--- Available records Enclosed Below ---

//! Data type definitions for carestore.
//!
//! This module defines the semantic column types a record can hold.

use core::fmt;

/// Supported column types.
#[derive(Clone, Copy, Debug, PartialEq, Eq, Hash)]
pub enum DataType {
    /// Reference to another record's id (foreign keys).
    Id,
    /// 64-bit signed integer
    Int64,
    /// UTF-8 text
    Text,
    /// Calendar date without time zone
    Date,
    /// Wall-clock time of day
    Time,
    /// UTC instant
    Timestamp,
}

impl DataType {
    /// Returns the lowercase name used in error messages.
    pub fn name(&self) -> &'static str {
        match self {
            DataType::Id => "id",
            DataType::Int64 => "int64",
            DataType::Text => "text",
            DataType::Date => "date",
            DataType::Time => "time",
            DataType::Timestamp => "timestamp",
        }
    }

    /// Returns true if columns of this type may be compared for text emptiness.
    #[inline]
    pub fn is_textual(&self) -> bool {
        matches!(self, DataType::Text)
    }
}

impl fmt::Display for DataType {
    fn fmt(&self, f: &mut fmt::Formatter<'_>) -> fmt::Result {
        f.write_str(self.name())
    }
}
impl Patch for DoctorPatch {
    const KIND: EntityKind = EntityKind::Doctor;

    fn into_changes(self) -> Vec<(String, Value)> {
        Changes::default()
            .set("first_name", self.first_name)
            .set("last_name", self.last_name)
            .set("specialization", self.specialization)
            .set("contact_number", self.contact_number)
            .set("email", self.email)
            .0
    }
}

#[derive(Clone, Debug, PartialEq, Eq, Serialize, Deserialize)]
pub struct Facility {
    pub id: RowId,
    pub name: String,
    pub location: String,
    pub contact_number: String,
}

impl Entity for Facility {
    const KIND: EntityKind = EntityKind::Facility;

    fn from_row(row: &Row) -> Result<Self> {
        let f = Fields::new(Self::KIND, row, 3)?;
        Ok(Self {
            id: row.id(),
            name: f.text(0)?,
            location: f.text(1)?,
            contact_number: f.text(2)?,
        })
    }
}

#[derive(Clone, Debug, PartialEq, Eq, Serialize, Deserialize)]
pub struct NewFacility {
    pub name: String,
    pub location: String,
    pub contact_number: String,
}

impl NewEntity for NewFacility {
    const KIND: EntityKind = EntityKind::Facility;

    fn into_values(self) -> Vec<Value> {
        vec![self.name.into(), self.location.into(), self.contact_number.into()]
    }
}

#[derive(Clone, Debug, Default, PartialEq, Eq, Serialize, Deserialize)]
#[serde(default)]
pub struct FacilityPatch {
    pub name: Option<String>,
    pub location: Option<String>,
    pub contact_number: Option<String>,
}

impl Patch for FacilityPatch {
    const KIND: EntityKind = EntityKind::Facility;

    fn into_changes(self) -> Vec<(String, Value)> {
        Changes::default()
            .set("name", self.name)
            .set("location", self.location)
            .set("contact_number", self.contact_number)
            .0
    }
}

/// A doctor working at a facility. `id` is internal; the key is the pair.
#[derive(Clone, Debug, PartialEq, Eq, Serialize, Deserialize)]
pub struct DoctorFacilityLink {
    pub id: RowId,
    pub doctor_id: RowId,
    pub facility_id: RowId,
}

impl Entity for DoctorFacilityLink {
    const KIND: EntityKind = EntityKind::DoctorFacilityLink;

    fn from_row(row: &Row) -> Result<Self> {
        let f = Fields::new(Self::KIND, row, 2)?;
        Ok(Self {
            id: row.id(),
            doctor_id: f.id(0)?,
            facility_id: f.id(1)?,
        })
    }
}

#[derive(Clone, Copy, Debug, PartialEq, Eq, Serialize, Deserialize)]
pub struct NewDoctorFacilityLink {
    pub doctor_id: RowId,
    pub facility_id: RowId,
}
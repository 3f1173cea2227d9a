//! Database - Main entry point for carestore operations.
//!
//! `Database` owns the table cache behind a read/write lock and routes every
//! mutation through the same three steps:
//!
//! 1. plan under the shared cache lock (validate, compute the cascade closure)
//! 2. take the row locks for everything the plan touches, holding no cache lock
//! 3. take the exclusive cache lock, re-check the plan and apply it atomically
//!
//! If step 3 finds the plan stale the mutation fails with a concurrency
//! conflict, and the coordinator runs it again from step 1.

use crate::config::DatabaseConfig;
use crate::coordinator::TransactionCoordinator;
use crate::engine::MutationEngine;
use crate::model::{
    Appointment, AppointmentPatch, Doctor, DoctorFacilityLink, DoctorPatch, Entity, Facility,
    FacilityPatch, MedicalRecord, MedicalRecordPatch, NewAppointment, NewDoctor, NewEntity,
    NewFacility, NewMedicalRecord, NewPatient, Patch, Patient, PatientPatch, Record,
};
use crate::schema::{
    clinical_catalog, FK_APPOINTMENT_DOCTOR, FK_APPOINTMENT_PATIENT, FK_LINK_DOCTOR,
    FK_LINK_FACILITY, PK_DOCTOR_FACILITY, UQ_RECORD_APPOINTMENT,
};
use carestore_core::schema::Catalog;
use carestore_core::{EntityKind, Error, Result, Row, RowId, Value};
use carestore_storage::{JournalEntry, LockKey, LockType, TableCache, Transaction};
use parking_lot::RwLock;
use std::collections::BTreeMap;
use std::sync::Arc;
use tracing::{debug, info};

/// What a cascading delete removed.
#[derive(Clone, Debug, PartialEq, Eq)]
pub struct DeleteSummary {
    pub kind: EntityKind,
    pub id: RowId,
    /// Rows removed per kind, the root included.
    pub removed: BTreeMap<EntityKind, usize>,
}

--- End of Enclosed Available records ---

**Your task:** Copy out the data above, word for word.

**Result:**
//! Data type definitions for carestore.
//!
//! This module defines the semantic column types a record can hold.

use core::fmt;

/// Supported column types.
#[derive(Clone, Copy, Debug, PartialEq, Eq, Hash)]
pub enum DataType {
    /// Reference to another record's id (foreign keys).
    Id,
    /// 64-bit signed integer
    Int64,
    /// UTF-8 text
    Text,
    /// Calendar date without time zone
    Date,
    /// Wall-clock time of day
    Time,
    /// UTC instant
    Timestamp,
}

impl DataType {
    /// Returns the lowercase name used in error messages.
    pub fn name(&self) -> &'static str {
        match self {
            DataType::Id => "id",
            DataType::Int64 => "int64",
            DataType::Text => "text",
            DataType::Date => "date",
            DataType::Time => "time",
            DataType::Timestamp => "timestamp",
        }
    }

    /// Returns true if columns of this type may be compared for text emptiness.
    #[inline]
    pub fn is_textual(&self) -> bool {
        matches!(self, DataType::Text)
    }
}

impl fmt::Display for DataType {
    fn fmt(&self, f: &mut fmt::Formatter<'_>) -> fmt::Result {
        f.write_str(self.name())
    }
}
impl Patch for DoctorPatch {
    const KIND: EntityKind = EntityKind::Doctor;

    fn into_changes(self) -> Vec<(String, Value)> {
        Changes::default()
            .set("first_name", self.first_name)
            .set("last_name", self.last_name)
            .set("specialization", self.specialization)
            .set("contact_number", self.contact_number)
            .set("email", self.email)
            .0
    }
}

#[derive(Clone, Debug, PartialEq, Eq, Serialize, Deserialize)]
pub struct Facility {
    pub id: RowId,
    pub name: String,
    pub location: String,
    pub contact_number: String,
}

impl Entity for Facility {
    const KIND: EntityKind = EntityKind::Facility;

    fn from_row(row: &Row) -> Result<Self> {
        let f = Fields::new(Self::KIND, row, 3)?;
        Ok(Self {
            id: row.id(),
            name: f.text(0)?,
            location: f.text(1)?,
            contact_number: f.text(2)?,
        })
    }
}

#[derive(Clone, Debug, PartialEq, Eq, Serialize, Deserialize)]
pub struct NewFacility {
    pub name: String,
    pub location: String,
    pub contact_number: String,
}

impl NewEntity for NewFacility {
    const KIND: EntityKind = EntityKind::Facility;

    fn into_values(self) -> Vec<Value> {
        vec![self.name.into(), self.location.into(), self.contact_number.into()]
    }
}

#[derive(Clone, Debug, Default, PartialEq, Eq, Serialize, Deserialize)]
#[serde(default)]
pub struct FacilityPatch {
    pub name: Option<String>,
    pub location: Option<String>,
    pub contact_number: Option<String>,
}

impl Patch for FacilityPatch {
    const KIND: EntityKind = EntityKind::Facility;

    fn into_changes(self) -> Vec<(String, Value)> {
        Changes::default()
            .set("name", self.name)
            .set("location", self.location)
            .set("contact_number", self.contact_number)
            .0
    }
}

/// A doctor working at a facility. `id` is internal; the key is the pair.
#[derive(Clone, Debug, PartialEq, Eq, Serialize, Deserialize)]
pub struct DoctorFacilityLink {
    pub id: RowId,
    pub doctor_id: RowId,
    pub facility_id: RowId,
}

impl Entity for DoctorFacilityLink {
    const KIND: EntityKind = EntityKind::DoctorFacilityLink;

    fn from_row(row: &Row) -> Result<Self> {
        let f = Fields::new(Self::KIND, row, 2)?;
        Ok(Self {
            id: row.id(),
            doctor_id: f.id(0)?,
            facility_id: f.id(1)?,
        })
    }
}

#[derive(Clone, Copy, Debug, PartialEq, Eq, Serialize, Deserialize)]
pub struct NewDoctorFacilityLink {
    pub doctor_id: RowId,
    pub facility_id: RowId,
}
repository 3f1173cea2227d9a
//! Database - Main entry point for carestore operations.
//!
//! `Database` owns the table cache behind a read/write lock and routes every
//! mutation through the same three steps:
//!
//! 1. plan under the shared cache lock (validate, compute the cascade closure)
//! 2. take the row locks for everything the plan touches, holding no cache lock
//! 3. take the exclusive cache lock, re-check the plan and apply it atomically
//!
//! If step 3 finds the plan stale the mutation fails with a concurrency
//! conflict, and the coordinator runs it again from step 1.

use crate::config::DatabaseConfig;
use crate::coordinator::TransactionCoordinator;
use crate::engine::MutationEngine;
use crate::model::{
    Appointment, AppointmentPatch, Doctor, DoctorFacilityLink, DoctorPatch, Entity, Facility,
    FacilityPatch, MedicalRecord, MedicalRecordPatch, NewAppointment, NewDoctor, NewEntity,
    NewFacility, NewMedicalRecord, NewPatient, Patch, Patient, PatientPatch, Record,
};
use crate::schema::{
    clinical_catalog, FK_APPOINTMENT_DOCTOR, FK_APPOINTMENT_PATIENT, FK_LINK_DOCTOR,
    FK_LINK_FACILITY, PK_DOCTOR_FACILITY, UQ_RECORD_APPOINTMENT,
};
use carestore_core::schema::Catalog;
use carestore_core::{EntityKind, Error, Result, Row, RowId, Value};
use carestore_storage::{JournalEntry, LockKey, LockType, TableCache, Transaction};
use parking_lot::RwLock;
use std::collections::BTreeMap;
use std::sync::Arc;
use tracing::{debug, info};

/// What a cascading delete removed.
#[derive(Clone, Debug, PartialEq, Eq)]
pub struct DeleteSummary {
    pub kind: EntityKind,
    pub id: RowId,
    /// Rows removed per kind, the root included.
    pub removed: BTreeMap<EntityKind, usize>,
}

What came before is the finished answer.